Patients currently need to inject themselves with Factor VIII concentrate and need to be under regular frequent surveillance by their haematologist. This means they need to fit their lives around these appointments.

While this works, it results in ‘peaks and troughs’ of the levels of the clotting factor in their blood, Dr Kazmi explains. They are most at risk in the days before they are due their next injection.

“Even though giving factor concentrate is very helpful, and they are able to live a ‘normal’ life, it’s not normal,” he says. “They won’t have spontaneous bleeds, but they could still have trauma-related bleeds.

“This puts constraints on their lifestyle - they can’t play contact sports like rugby, boxing, judo or karate. It also limits their career choices.

“And psychologically, they might live in perpetual fear of having a bleed.”

Developing a cure

Haemophilia A is caused by a fault in the gene which produces clotting Factor VIII.

Previous treatments have only sought to replace the clotting factor VIII patients lack. More recently non-factor agents have also been launched. But gene therapy aims to target the root cause of the condition.

“Gene therapy is an attempt to cure the condition,” explains Dr Kazmi. “The principle is that the gene for factor VIII should be replaced or mended.”

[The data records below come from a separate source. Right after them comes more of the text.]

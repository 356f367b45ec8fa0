//! Утилиты форматирования чисел для таблиц и счетов

/// Groups the integer digits of `digits` in threes with `,`.
fn group_thousands(digits: &str) -> String {
    let mut grouped = String::with_capacity(digits.len() + digits.len() / 3);
    for (i, c) in digits.chars().enumerate() {
        if i > 0 && (digits.len() - i) % 3 == 0 {
            grouped.push(',');
        }
        grouped.push(c);
    }
    grouped
}

/// Форматирует число с разделителем тысяч и указанным количеством знаков после точки
///
/// `1234.567` with 2 decimals becomes `1,234.57`.
pub fn format_number_with_decimals(value: f64, decimals: usize) -> String {
    let formatted = format!("{:.*}", decimals, value.abs());
    let (integer, fraction) = match formatted.split_once('.') {
        Some((i, f)) => (i, Some(f)),
        None => (formatted.as_str(), None),
    };
    let is_zero = formatted.chars().all(|c| c == '0' || c == '.');
    let sign = if value < 0.0 && !is_zero { "-" } else { "" };
    match fraction {
        Some(f) => format!("{}{}.{}", sign, group_thousands(integer), f),
        None => format!("{}{}", sign, group_thousands(integer)),
    }
}

/// Денежное значение: 2 знака после точки
pub fn format_money(value: f64) -> String {
    format_number_with_decimals(value, 2)
}

/// Объём потребления в кубометрах
pub fn format_volume(value: f64) -> String {
    format!("{} m³", format_number_with_decimals(value, 2))
}
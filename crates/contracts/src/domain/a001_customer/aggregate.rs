use serde::{Deserialize, Serialize};

use crate::domain::a004_service_unit::aggregate::ServiceUnitId;

crate::uuid_aggregate_id!(
    /// Уникальный идентификатор абонента
    CustomerId
);

/// Абонент консорциума (владелец лицевого счёта и счётчика)
#[derive(Debug, Clone, PartialEq, Serialize, Deserialize)]
pub struct Customer {
    pub id: CustomerId,
    pub account_number: String,
    pub full_name: String,
    pub address: String,
    pub meter_number: String,
    pub service_unit_id: Option<ServiceUnitId>,
    pub email: Option<String>,
    pub is_active: bool,
}

#[derive(Debug, Clone, Serialize, Deserialize)]
pub struct CustomerDto {
    pub id: Option<String>,
    pub account_number: String,
    pub full_name: String,
    pub address: String,
    pub meter_number: String,
    pub service_unit_id: Option<String>,
    pub email: Option<String>,
    pub is_active: bool,
}

impl From<&Customer> for CustomerDto {
    fn from(c: &Customer) -> Self {
        Self {
            id: Some(c.id.to_string()),
            account_number: c.account_number.clone(),
            full_name: c.full_name.clone(),
            address: c.address.clone(),
            meter_number: c.meter_number.clone(),
            service_unit_id: c.service_unit_id.map(|id| id.to_string()),
            email: c.email.clone(),
            is_active: c.is_active,
        }
    }
}
pub mod login;
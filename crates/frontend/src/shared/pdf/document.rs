//! Сборка многостраничного PDF из одного растрового изображения

use super::page_plan::{PagePlan, MM_TO_PT, PAGE_HEIGHT_MM, PAGE_WIDTH_MM};
use super::raster::RasterImage;
use pdf_writer::{Content, Filter, Finish, Name, Pdf, Rect, Ref};

const IMAGE_NAME: &[u8] = b"Im1";

/// Writes `image` once as a DCT XObject and draws it on every page of `plan`,
/// shifted by that page's offset.
pub fn build_pdf(image: &RasterImage, plan: &PagePlan) -> Vec<u8> {
    let catalog_id = Ref::new(1);
    let page_tree_id = Ref::new(2);
    let image_id = Ref::new(3);
    let page_ids: Vec<Ref> = (0..plan.page_count())
        .map(|i| Ref::new(4 + 2 * i as i32))
        .collect();
    let content_ids: Vec<Ref> = (0..plan.page_count())
        .map(|i| Ref::new(5 + 2 * i as i32))
        .collect();

    let page_width = (PAGE_WIDTH_MM * MM_TO_PT) as f32;
    let page_height = (PAGE_HEIGHT_MM * MM_TO_PT) as f32;
    let image_width = (plan.image_width * MM_TO_PT) as f32;
    let image_height = (plan.image_height * MM_TO_PT) as f32;

    let mut pdf = Pdf::new();
    pdf.catalog(catalog_id).pages(page_tree_id);
    pdf.pages(page_tree_id)
        .kids(page_ids.iter().copied())
        .count(plan.page_count() as i32);

    for (i, (&page_id, &content_id)) in page_ids.iter().zip(&content_ids).enumerate() {
        let mut page = pdf.page(page_id);
        page.media_box(Rect::new(0.0, 0.0, page_width, page_height))
            .parent(page_tree_id)
            .contents(content_id);
        page.resources().x_objects().pair(Name(IMAGE_NAME), image_id);
        page.finish();

        let (x, y) = plan.image_origin_pt(i);
        let mut content = Content::new();
        content.save_state();
        content.transform([image_width, 0.0, 0.0, image_height, x as f32, y as f32]);
        content.x_object(Name(IMAGE_NAME));
        content.restore_state();
        pdf.stream(content_id, &content.finish());
    }

    let mut xobject = pdf.image_xobject(image_id, &image.jpeg);
    xobject.filter(Filter::DctDecode);
    xobject.width(image.width_px as i32);
    xobject.height(image.height_px as i32);
    xobject.color_space().device_rgb();
    xobject.bits_per_component(8);
    xobject.finish();

    pdf.finish()
}

#[cfg(test)]
mod tests {
    use super::*;

    fn count(haystack: &[u8], needle: &[u8]) -> usize {
        haystack.windows(needle.len()).filter(|w| *w == needle).count()
    }

    fn image() -> RasterImage {
        RasterImage {
            width_px: 1588,
            height_px: 4914,
            jpeg: vec![0xFF, 0xD8, 0xFF, 0xE0, 0x00, 0x10, 0xFF, 0xD9],
        }
    }

    #[test]
    fn test_one_image_drawn_on_every_page() {
        let plan = PagePlan::for_height(650.0);
        let bytes = build_pdf(&image(), &plan);
        assert!(bytes.starts_with(b"%PDF-"));
        assert_eq!(count(&bytes, b"/Count 3"), 1);
        assert_eq!(count(&bytes, b"/Im1 Do"), 3);
        assert_eq!(count(&bytes, b"/DCTDecode"), 1);
    }

    #[test]
    fn test_single_page_document() {
        let plan = PagePlan::for_height(100.0);
        let bytes = build_pdf(&image(), &plan);
        assert_eq!(count(&bytes, b"/Count 1"), 1);
        assert_eq!(count(&bytes, b"/Im1 Do"), 1);
    }
}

The treatment, known as Roctavian, has now been approved by the US Food and Drug Administration (FDA) and European Medicines Agency (EMA) for patients with the condition. It comes after years of research, which provided the evidence required to support its approval.

It follows FDA approval for another gene therapy for haemophilia B. The Medicines and Healthcare products Regulatory Agency (MHRA) have also approved this, which means UK patients will be able to access it through private healthcare. It is awaiting a decision from the National Institute for Health and Care Excellence (NICE). This will determine whether it can be given to patients on the NHS.

While Roctavian is extremely expensive – costing around $2.9 million – it offers a cure. Following a one-off treatment, patients can produce their own clotting factor VIII. This means they no longer need injections, and can live a completely normal life.

“It has the potential to transform the life of the patient completely,” says Dr Kazmi. “This is just completely a new world for us, because for years we didn’t have much to offer patients.”